Starting a stress test

From the command line

# Start with stress test enabled (uses all CPU cores)
pitop --stress

# Start with a specific number of worker threads
pitop --stress --stress-workers 2

At runtime

If pitop was launched with --stress, you can toggle the stress test on and off:

Key Action
Ctrl+S Toggle stress test on/off
Ctrl+Up Add one worker thread
Ctrl+Down Remove one worker thread

Note

The stress test controls (Ctrl+S, Ctrl+Up/Down) are only available when pitop was launched with the --stress flag. Without it, these key bindings have no effect.


How it works

The stress test spawns CPU-intensive worker threads that perform prime number computation via trial division. Each worker runs in a tokio::task::spawn_blocking task with its own atomic stop flag, so workers can be individually started and stopped without affecting the rest of the application.

Worker count

  • Default: one worker per CPU core (detected from /proc/cpuinfo)
  • Minimum: 1 worker
  • Maximum: 2x the initial worker count

For example, on a Pi 5 with 4 cores, the default is 4 workers with a maximum of 8.


Monitoring under stress

The stress test is designed to be used alongside pitop's monitoring features:

  • Overview tab -- watch CPU gauges hit 100% across all cores
  • Overview tab -- watch temperature climb in real-time via the sparkline
  • Power tab -- monitor power draw increase on Pi 5 PMIC rails
  • Header bar -- check for throttle events (under-voltage, thermal throttling)
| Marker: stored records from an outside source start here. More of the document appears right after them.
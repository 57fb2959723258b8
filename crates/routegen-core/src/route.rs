//! Route declarations and reserved key sets.

use crate::pattern::RoutePattern;

/// A declarative mapping from an action tag to a path pattern, optionally
/// named for helper generation.
///
/// Binding names are derived from the pattern, so they are always consistent
/// with segment order. A route without a helper name contributes no emitted
/// helper; that is a skip, not an error.
///
/// # Example
///
/// ```
/// use routegen_core::{Route, RoutePattern};
///
/// let route = Route::new(
///     "show",
///     RoutePattern::builder().literal("users").param("id").build(),
/// )
/// .with_helper("user");
///
/// assert_eq!(route.action(), "show");
/// assert_eq!(route.helper(), Some("user"));
/// ```
#[derive(Debug, Clone, PartialEq, Eq)]
pub struct Route {
    helper: Option<String>,
    action: String,
    pattern: RoutePattern,
}

impl Route {
    /// Create an unnamed route for an action.
    #[must_use]
    pub fn new(action: impl Into<String>, pattern: RoutePattern) -> Self {
        Self {
            helper: None,
            action: action.into(),
            pattern,
        }
    }

    /// Name the route for helper generation.
    #[must_use]
    pub fn with_helper(mut self, name: impl Into<String>) -> Self {
        self.helper = Some(name.into());
        self
    }

    /// The helper name, if the route is addressable by helper.
    #[must_use]
    pub fn helper(&self) -> Option<&str> {
        self.helper.as_deref()
    }

    /// The action tag.
    #[must_use]
    pub fn action(&self) -> &str {
        &self.action
    }

    /// The path pattern.
    #[must_use]
    pub fn pattern(&self) -> &RoutePattern {
        &self.pattern
    }

    /// The set of binding names that query parameters must not shadow.
    #[must_use]
    pub fn reserved_keys(&self) -> ReservedKeys {
        ReservedKeys::from_names(self.pattern.bindings())
    }
}

/// The binding names of a route, in pattern order.
///
/// Query parameters whose key matches a reserved name are dropped rather
/// than merged, so a path parameter can never be overridden from the query
/// string. Routes bind a handful of names at most, so membership is a
/// linear scan.
#[derive(Debug, Clone, Default, PartialEq, Eq)]
pub struct ReservedKeys {
    names: Vec<String>,
}

impl ReservedKeys {
    /// Build a set from binding names.
    pub fn from_names<I, S>(names: I) -> Self
    where
        I: IntoIterator<Item = S>,
        S: Into<String>,
    {
        Self {
            names: names.into_iter().map(Into::into).collect(),
        }
    }

    /// An empty set (no keys are reserved).
    #[must_use]
    pub fn empty() -> Self {
        Self::default()
    }

    /// Whether `key` is reserved.
    #[must_use]
    pub fn contains(&self, key: &str) -> bool {
        self.names.iter().any(|name| name == key)
    }

    /// Number of reserved names.
    #[must_use]
    pub fn len(&self) -> usize {
        self.names.len()
    }

    /// Whether no names are reserved.
    #[must_use]
    pub fn is_empty(&self) -> bool {
        self.names.is_empty()
    }
}

#[cfg(test)]
mod tests {
    use super::*;
    use crate::pattern::RoutePattern;

    #[test]
    fn unnamed_route_has_no_helper() {
        let route = Route::new("index", RoutePattern::root());
        assert_eq!(route.helper(), None);
    }

    #[test]
    fn reserved_keys_come_from_pattern_bindings() {
        let route = Route::new(
            "show",
            RoutePattern::builder()
                .literal("orgs")
                .param("org_id")
                .literal("repos")
                .param("repo_id")
                .build(),
        );
        let reserved = route.reserved_keys();
        assert_eq!(reserved.len(), 2);
        assert!(reserved.contains("org_id"));
        assert!(reserved.contains("repo_id"));
        assert!(!reserved.contains("page"));
    }

    #[test]
    fn catch_all_name_is_reserved() {
        let route = Route::new(
            "show",
            RoutePattern::builder().literal("docs").catch_all("path"),
        );
        assert!(route.reserved_keys().contains("path"));
    }

    #[test]
    fn empty_set_contains_nothing() {
        let reserved = ReservedKeys::empty();
        assert!(reserved.is_empty());
        assert!(!reserved.contains("anything"));
    }
}
//! Bounding box model.

use serde::{Deserialize, Serialize};

/// A labelled rectangular region reported by object detection.
///
/// Coordinates are in image-relative units as returned by the inference
/// service. Fields are read-only once the box is constructed.
#[derive(Debug, Clone, PartialEq, Serialize, Deserialize)]
pub struct BoundingBox {
    /// Detected object class (e.g. "ball", "home_base")
    category: String,
    /// X coordinate of the top-left corner
    x: f64,
    /// Y coordinate of the top-left corner
    y: f64,
    /// Width of the box
    width: f64,
    /// Height of the box
    height: f64,
    /// Detection confidence (typically 0.0 to 1.0)
    score: f64,
}

impl BoundingBox {
    /// Create a new bounding box.
    pub fn new(
        category: impl Into<String>,
        x: f64,
        y: f64,
        width: f64,
        height: f64,
        score: f64,
    ) -> Self {
        Self {
            category: category.into(),
            x,
            y,
            width,
            height,
            score,
        }
    }

    pub fn category(&self) -> &str {
        &self.category
    }

    pub fn x(&self) -> f64 {
        self.x
    }

    pub fn y(&self) -> f64 {
        self.y
    }

    pub fn width(&self) -> f64 {
        self.width
    }

    pub fn height(&self) -> f64 {
        self.height
    }

    pub fn score(&self) -> f64 {
        self.score
    }

    /// Area of the box in image units.
    pub fn area(&self) -> f64 {
        self.width * self.height
    }

    /// Center point (x, y) of the box.
    pub fn center(&self) -> (f64, f64) {
        (self.x + self.width / 2.0, self.y + self.height / 2.0)
    }
}
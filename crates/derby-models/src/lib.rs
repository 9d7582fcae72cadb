//! Shared data models for the Robot Derby vision pipeline.
//!
//! This crate provides Serde-serializable types for:
//! - Sensor messages sent by the car
//! - Bounding boxes produced by object detection
//! - Recognition results returned to the controller

pub mod bounding_box;
pub mod recognition;
pub mod sensor;

// Re-export common types
pub use bounding_box::BoundingBox;
pub use recognition::RecognitionResult;
pub use sensor::{SensorMessage, Sensors};
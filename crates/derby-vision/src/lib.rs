//! Client for the remote object detection service.
//!
//! This crate provides:
//! - An HTTP client that sends a Cloud Storage image URI to the inference
//!   VM and turns its JSON answer into typed bounding boxes
//! - Environment-driven configuration with fail-fast validation
//! - Scripted and random response simulators for running without the
//!   inference service
//! - Tracing spans and metrics for every call

pub mod client;
pub mod config;
pub mod error;
pub mod metrics;
pub mod simulator;
pub mod types;


pub use client::{validate_locator, VisionClient, GCS_SCHEME};
pub use config::{SimulationConfig, SimulationMode, VisionConfig};
pub use error::{VisionError, VisionResult};
pub use simulator::{RandomSimulator, ResponseSimulator, ScriptedSimulator};
pub use types::{parse_detections, DetectionRecord, DetectionResponse};
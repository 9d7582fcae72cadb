//! Inference service response types.

use std::collections::BTreeMap;

use derby_models::{BoundingBox, RecognitionResult};
use serde::{Deserialize, Serialize};

use crate::error::{VisionError, VisionResult};

/// One detection as returned by the inference service.
#[derive(Debug, Clone, PartialEq, Serialize, Deserialize)]
pub struct DetectionRecord {
    pub x: f64,
    pub y: f64,
    pub w: f64,
    pub h: f64,
    pub score: f64,
}

/// Raw response body: category label to detections of that category.
pub type DetectionResponse = BTreeMap<String, Vec<DetectionRecord>>;

/// Flatten a typed response into a recognition result.
pub fn into_recognition_result(response: DetectionResponse) -> RecognitionResult {
    response
        .into_iter()
        .flat_map(|(category, records)| {
            records.into_iter().map(move |r| {
                BoundingBox::new(category.clone(), r.x, r.y, r.w, r.h, r.score)
            })
        })
        .collect()
}

/// Parse a raw inference response body.
///
/// Every record must carry numeric `x`, `y`, `w`, `h` and `score`.
/// Any shape mismatch fails the whole response.
pub fn parse_detections(body: &str) -> VisionResult<RecognitionResult> {
    let response: DetectionResponse = serde_json::from_str(body).map_err(|e| {
        VisionError::parse_error(format!("unexpected inference response: {}", e))
    })?;
    Ok(into_recognition_result(response))
}
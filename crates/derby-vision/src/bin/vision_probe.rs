//! Send one image to the inference service and print the recognized objects.
//!
//! Usage:
//!   vision-probe <gs://bucket/object>
//!   vision-probe --message <sensor-message.json>

use anyhow::{anyhow, Context};
use tracing::{error, info};
use tracing_subscriber::{fmt, prelude::*, EnvFilter};

use derby_models::SensorMessage;
use derby_vision::VisionClient;

enum Target {
    Locator(String),
    Message(SensorMessage),
}

#[tokio::main]
async fn main() {
    dotenvy::dotenv().ok();
    init_tracing();

    if let Err(e) = run().await {
        error!("vision-probe failed: {:#}", e);
        std::process::exit(1);
    }
}

async fn run() -> anyhow::Result<()> {
    let target = parse_args(std::env::args().skip(1).collect())?;

    let client = VisionClient::from_env().context("failed to configure vision client")?;
    info!(
        endpoint = client.endpoint(),
        simulating = client.is_simulating(),
        "Starting vision-probe"
    );

    let result = match &target {
        Target::Locator(locator) => client.recognize(locator).await?,
        Target::Message(message) => client.recognize_objects(message).await?,
    };

    info!(
        boxes = result.len(),
        categories = ?result.categories(),
        "Recognition complete"
    );
    println!("{}", serde_json::to_string_pretty(&result)?);
    Ok(())
}

fn parse_args(args: Vec<String>) -> anyhow::Result<Target> {
    match args.as_slice() {
        [flag, path] if flag == "--message" => {
            let raw = std::fs::read_to_string(path)
                .with_context(|| format!("failed to read sensor message {}", path))?;
            let message: SensorMessage = serde_json::from_str(&raw)
                .with_context(|| format!("invalid sensor message {}", path))?;
            Ok(Target::Message(message))
        }
        [locator] if !locator.starts_with("--") => Ok(Target::Locator(locator.clone())),
        _ => Err(anyhow!(
            "usage: vision-probe <gs://bucket/object> | vision-probe --message <file.json>"
        )),
    }
}

fn init_tracing() {
    // JSON for production, colored text for dev; stdout is reserved for results
    let use_json = std::env::var("LOG_FORMAT")
        .map(|v| v.to_lowercase() == "json")
        .unwrap_or(false);

    let env_filter = EnvFilter::try_from_default_env()
        .unwrap_or_else(|_| EnvFilter::new("derby=info,vision_probe=info"));

    if use_json {
        tracing_subscriber::registry()
            .with(fmt::layer().json().with_writer(std::io::stderr))
            .with(env_filter)
            .init();
    } else {
        tracing_subscriber::registry()
            .with(
                fmt::layer()
                    .with_ansi(true)
                    .with_target(true)
                    .with_writer(std::io::stderr),
            )
            .with(env_filter)
            .init();
    }
}

#[cfg(test)]
mod tests {
    use super::*;
    use std::io::Write;

    #[test]
    fn test_parse_locator_arg() {
        let target = parse_args(vec!["gs://b/o.jpg".to_string()]).unwrap();
        assert!(matches!(target, Target::Locator(ref l) if l == "gs://b/o.jpg"));
    }

    #[test]
    fn test_parse_message_arg() {
        let mut file = tempfile::NamedTempFile::new().unwrap();
        write!(
            file,
            r#"{{"sensors": {{"frontCameraImagePathGCS": "gs://b/o.jpg"}}}}"#
        )
        .unwrap();

        let path = file.path().to_string_lossy().to_string();
        let target = parse_args(vec!["--message".to_string(), path]).unwrap();
        match target {
            Target::Message(message) => {
                assert_eq!(message.front_camera_image(), Some("gs://b/o.jpg"))
            }
            Target::Locator(_) => panic!("expected a sensor message"),
        }
    }

    #[test]
    fn test_parse_rejects_bad_usage() {
        assert!(parse_args(vec![]).is_err());
        assert!(parse_args(vec!["--message".to_string()]).is_err());
        assert!(parse_args(vec!["a".to_string(), "b".to_string()]).is_err());
    }
}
This makes it easy to test:

  • Thermal performance -- does your cooling solution keep temperatures safe?
  • Power supply adequacy -- does the Pi throttle due to under-voltage under load?
  • System stability -- does the system remain responsive under full load?

When a stress test is active, the footer bar shows the stress test status:

[STRESS 4/8 workers 02:30]

This shows:

  • Current worker count / maximum workers
  • Elapsed time since the stress test started

The indicator is color-coded:

Color Meaning
Green Fewer workers than the initial count
Yellow Workers equal to the initial count
Red More workers than the initial count

When the stress test is stopped, the footer shows [STRESS STOPPED].


Stopping the stress test

Press Ctrl+S to stop all workers. Workers are signaled to stop via atomic flags and terminate within a few milliseconds. The CPU load should drop almost immediately.

Closing pitop (via q or Ctrl+C) also stops all stress test workers automatically.